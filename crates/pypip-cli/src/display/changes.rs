//! Change set and dependency list output

use colored::*;
use pypip_deps::{ChangeSet, ManifestSection, SectionKey, SyncReport};
use std::fmt::Write;
use std::path::Path;

/// Lines describing one change set, prefixed `+`/`-`
pub fn format_change_set(changes: &ChangeSet) -> String {
    let mut out = String::new();
    for removed in &changes.removed {
        let _ = writeln!(out, "  {} {}", "-".red(), removed.red());
    }
    for added in &changes.added {
        let _ = writeln!(out, "  {} {}", "+".green(), added.to_string().green());
    }
    out
}

/// Summary of a sync for the terminal
pub fn format_report(report: &SyncReport, section: &SectionKey, manifest: &Path, dry_run: bool) -> String {
    let mut out = String::new();

    if report.manifest.unchanged {
        let _ = writeln!(out, "{} {} already up to date", "✓".green(), section.to_string().cyan());
    } else {
        let verb = if dry_run { "Would update" } else { "Updated" };
        let _ = writeln!(
            out,
            "{} {} [{}]",
            verb.bold(),
            manifest.display(),
            section.to_string().cyan()
        );
        out.push_str(&format_change_set(&report.manifest));
    }

    if let Some(requirements) = report.requirements.as_ref().filter(|c| !c.unchanged) {
        let _ = writeln!(out, "{} requirements file", "Updated".bold());
        out.push_str(&format_change_set(requirements));
    }

    if dry_run {
        let _ = writeln!(out, "{}", "Dry run: pip was not run and no files were written".yellow());
    }

    out
}

/// One dependency list
pub fn format_section(section: &ManifestSection) -> String {
    let mut out = String::new();
    let _ = writeln!(out, "{}", format!("{}:", section.key).bold());
    if section.entries.is_empty() {
        let _ = writeln!(out, "  {}", "(none)".bright_black());
    }
    for entry in &section.entries {
        let _ = writeln!(out, "  {}", entry);
    }
    out
}
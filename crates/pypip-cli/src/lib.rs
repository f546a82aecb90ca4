//! pypip CLI library components.
//!
//! The main binary is in `main.rs`.

pub mod commands;
pub mod display;
pub mod installer;
pub mod logging;

pub use commands::AppContext;
pub use installer::PipInstaller;
//! Error types for pypip-deps

use std::path::PathBuf;
use thiserror::Error;

/// Result type alias using pypip-deps Error
pub type Result<T> = std::result::Result<T, Error>;

/// Errors that can occur in pypip-deps
#[derive(Debug, Error)]
pub enum Error {
    /// IO error
    #[error("IO error: {0}")]
    Io(#[from] std::io::Error),

    /// The manifest is not valid TOML or does not have the expected shape
    #[error("Malformed pyproject.toml: {0}")]
    MalformedConfig(String),

    /// A version constraint could not be parsed
    #[error("Invalid version specifier '{0}': {1}")]
    InvalidVersionSpecifier(String, String),

    /// A requirement string could not be parsed
    #[error("Invalid requirement '{0}': {1}")]
    InvalidRequirement(String, String),

    /// A hatch environment was selected but the manifest has no `[tool.hatch]` table
    #[error("Hatch environment '{0}' requested but [tool.hatch] is missing from pyproject.toml")]
    HatchEnvUnavailable(String),

    /// No pyproject.toml found walking up from the start directory
    #[error("No pyproject.toml found in {0} or any parent directory")]
    ProjectNotFound(PathBuf),

    /// The package installer exited with a non-zero status
    #[error("Package installer failed with exit code {code}")]
    InstallerFailed {
        /// Exit code reported by the installer process
        code: i32,
        /// Captured standard error, if any
        stderr: String,
    },

    /// The package installer could not be started
    #[error("Failed to run package installer: {0}")]
    Installer(String),

    /// Generic error with context
    #[error("{0}")]
    Other(String),
}

impl Error {
    /// Create a malformed-config error from anything displayable
    pub fn malformed(msg: impl Into<String>) -> Self {
        Self::MalformedConfig(msg.into())
    }
}
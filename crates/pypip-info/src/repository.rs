//! Repository URL parsing and validation

use crate::error::{Error, Result};
use crate::types::RepositoryUrl;
use std::collections::BTreeMap;
use url::Url;

/// Project URL labels checked first when looking for the source repository
const SOURCE_LABELS: &[&str] = &["source", "source code", "repository", "code", "github", "homepage"];

/// Parse a repository URL string into a RepositoryUrl
///
/// Supports:
/// - https://github.com/owner/repo
/// - https://github.com/owner/repo.git
/// - https://github.com/owner/repo/tree/main/subdir
/// - git+https://github.com/owner/repo.git
/// - git@github.com:owner/repo.git
pub fn parse_repository_url(url_str: &str) -> Result<RepositoryUrl> {
    let trimmed = url_str.trim();
    let trimmed = trimmed.strip_prefix("git+").unwrap_or(trimmed);

    if let Some(ssh_part) = trimmed.strip_prefix("git@") {
        let (host, path) = ssh_part
            .split_once(':')
            .ok_or_else(|| Error::InvalidRepositoryUrl(format!("Invalid SSH URL format: {}", url_str)))?;
        if !host.ends_with("github.com") {
            return Err(Error::UnsupportedRepositoryHost(host.to_string()));
        }
        return owner_and_repo(path, url_str);
    }

    let url = Url::parse(trimmed)
        .map_err(|_| Error::InvalidRepositoryUrl(format!("Could not parse URL: {}", url_str)))?;
    let host = url
        .host_str()
        .ok_or_else(|| Error::InvalidRepositoryUrl(format!("No host found in URL: {}", url_str)))?;
    if host != "github.com" && host != "www.github.com" {
        return Err(Error::UnsupportedRepositoryHost(host.to_string()));
    }

    owner_and_repo(url.path(), url_str)
}

fn owner_and_repo(path: &str, original: &str) -> Result<RepositoryUrl> {
    let mut parts = path.trim_matches('/').split('/');
    let (Some(owner), Some(repo)) = (parts.next(), parts.next()) else {
        return Err(Error::InvalidRepositoryUrl(format!(
            "Could not extract owner/repo from: {}",
            original
        )));
    };
    let repo = repo.strip_suffix(".git").unwrap_or(repo);
    if owner.is_empty() || repo.is_empty() {
        return Err(Error::InvalidRepositoryUrl(format!(
            "Could not extract owner/repo from: {}",
            original
        )));
    }

    Ok(RepositoryUrl::new(
        owner,
        repo,
        format!("https://github.com/{}/{}", owner, repo),
    ))
}

/// Pick the GitHub repository out of a package's project URLs
///
/// Well-known labels win; otherwise the first URL that parses as GitHub.
pub fn find_repository(
    project_urls: &BTreeMap<String, String>,
    home_page: Option<&str>,
) -> Option<RepositoryUrl> {
    let labelled = project_urls
        .iter()
        .filter(|(label, _)| SOURCE_LABELS.contains(&label.to_ascii_lowercase().as_str()))
        .map(|(_, url)| url.as_str());

    labelled
        .chain(home_page)
        .chain(project_urls.values().map(String::as_str))
        .find_map(|url| parse_repository_url(url).ok())
}

#[cfg(test)]
mod tests {
    use super::*;

    #[test]
    fn test_parse_https_url() {
        let result = parse_repository_url("https://github.com/pytest-dev/pytest").unwrap();
        assert_eq!(result.owner, "pytest-dev");
        assert_eq!(result.repo, "pytest");
        assert_eq!(result.url, "https://github.com/pytest-dev/pytest");
    }

    #[test]
    fn test_parse_variants() {
        for url in [
            "https://github.com/psf/requests.git",
            "git+https://github.com/psf/requests.git",
            "git@github.com:psf/requests.git",
            "https://github.com/psf/requests/tree/main/src",
        ] {
            let parsed = parse_repository_url(url).unwrap();
            assert_eq!((parsed.owner.as_str(), parsed.repo.as_str()), ("psf", "requests"), "{}", url);
        }
    }

    #[test]
    fn test_parse_unsupported_host() {
        let result = parse_repository_url("https://gitlab.com/owner/repo");
        assert!(matches!(result, Err(Error::UnsupportedRepositoryHost(_))));
        assert!(matches!(
            parse_repository_url("https://github.com/only-owner"),
            Err(Error::InvalidRepositoryUrl(_))
        ));
    }

    #[test]
    fn test_find_repository_prefers_source_label() {
        let urls = BTreeMap::from([
            ("Changelog".to_string(), "https://github.com/other/changes".to_string()),
            ("Source".to_string(), "https://github.com/pallets/click/".to_string()),
            ("Documentation".to_string(), "https://click.palletsprojects.com/".to_string()),
        ]);
        let repo = find_repository(&urls, None).unwrap();
        assert_eq!(repo.url, "https://github.com/pallets/click");
    }

    #[test]
    fn test_find_repository_falls_back() {
        let urls = BTreeMap::from([("Docs".to_string(), "https://docs.example.org".to_string())]);
        assert!(find_repository(&urls, None).is_none());
        let repo = find_repository(&urls, Some("https://github.com/a/b")).unwrap();
        assert_eq!(repo.repo, "b");
    }
}
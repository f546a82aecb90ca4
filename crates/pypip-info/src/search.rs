//! PyPI search page scraping
//!
//! PyPI has no JSON search API, so results are read from the HTML search page.
//! Hits keep the registry's own order.

use crate::client::HttpClient;
use crate::error::{Error, Result};
use crate::types::SearchHit;
use chrono::{DateTime, Utc};
use regex::Regex;
use std::sync::OnceLock;
use url::Url;

struct SnippetPatterns {
    block: Regex,
    name: Regex,
    version: Regex,
    created: Regex,
    description: Regex,
}

fn patterns() -> &'static SnippetPatterns {
    static PATTERNS: OnceLock<SnippetPatterns> = OnceLock::new();
    PATTERNS.get_or_init(|| {
        let span = |class: &str| {
            Regex::new(&format!(r#"(?s)class="package-snippet__{}"[^>]*>(.*?)</"#, class))
                .expect("snippet pattern is valid")
        };
        SnippetPatterns {
            block: Regex::new(r#"(?s)<a[^>]*class="package-snippet"[^>]*>(.*?)</a>"#)
                .expect("snippet block pattern is valid"),
            name: span("name"),
            version: span("version"),
            created: Regex::new(r#"<time[^>]*datetime="([^"]+)""#).expect("time pattern is valid"),
            description: span("description"),
        }
    })
}

fn unescape_html(text: &str) -> String {
    text.trim()
        .replace("&lt;", "<")
        .replace("&gt;", ">")
        .replace("&quot;", "\"")
        .replace("&#39;", "'")
        .replace("&#x27;", "'")
        .replace("&amp;", "&")
}

fn parse_created(raw: &str) -> Option<DateTime<Utc>> {
    DateTime::parse_from_rfc3339(raw)
        .or_else(|_| DateTime::parse_from_str(raw, "%Y-%m-%dT%H:%M:%S%z"))
        .map(|dt| dt.with_timezone(&Utc))
        .ok()
}

/// Extract search hits from a PyPI search results page
pub fn parse_search_results(html: &str, limit: usize) -> Vec<SearchHit> {
    let patterns = patterns();
    let capture = |re: &Regex, block: &str| {
        re.captures(block)
            .and_then(|c| c.get(1))
            .map(|m| unescape_html(m.as_str()))
    };

    patterns
        .block
        .captures_iter(html)
        .filter_map(|block| {
            let block = block.get(1)?.as_str();
            let name = capture(&patterns.name, block)?;
            Some(SearchHit {
                name,
                version: capture(&patterns.version, block).unwrap_or_default(),
                description: capture(&patterns.description, block).unwrap_or_default(),
                released_at: patterns
                    .created
                    .captures(block)
                    .and_then(|c| c.get(1))
                    .and_then(|m| parse_created(m.as_str())),
            })
        })
        .take(limit)
        .collect()
}

/// Run a search against the registry's HTML search page
pub(crate) async fn search_packages(
    client: &HttpClient,
    base: &Url,
    query: &str,
    limit: usize,
) -> Result<Vec<SearchHit>> {
    let query = query.trim();
    if query.is_empty() {
        return Err(Error::other("search query cannot be empty"));
    }

    let mut url = base.join("search/")?;
    url.query_pairs_mut().append_pair("q", query);

    let html = client.get_text(url.as_str()).await?;
    let hits = parse_search_results(&html, limit);
    tracing::debug!(query, hits = hits.len(), "search finished");
    Ok(hits)
}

**What the task asks:** What lines in the data above contain the word "environment"? Show them all.

**Task answer:**
    /// A hatch environment was selected but the manifest has no `[tool.hatch]` table
    #[error("Hatch environment '{0}' requested but [tool.hatch] is missing from pyproject.toml")]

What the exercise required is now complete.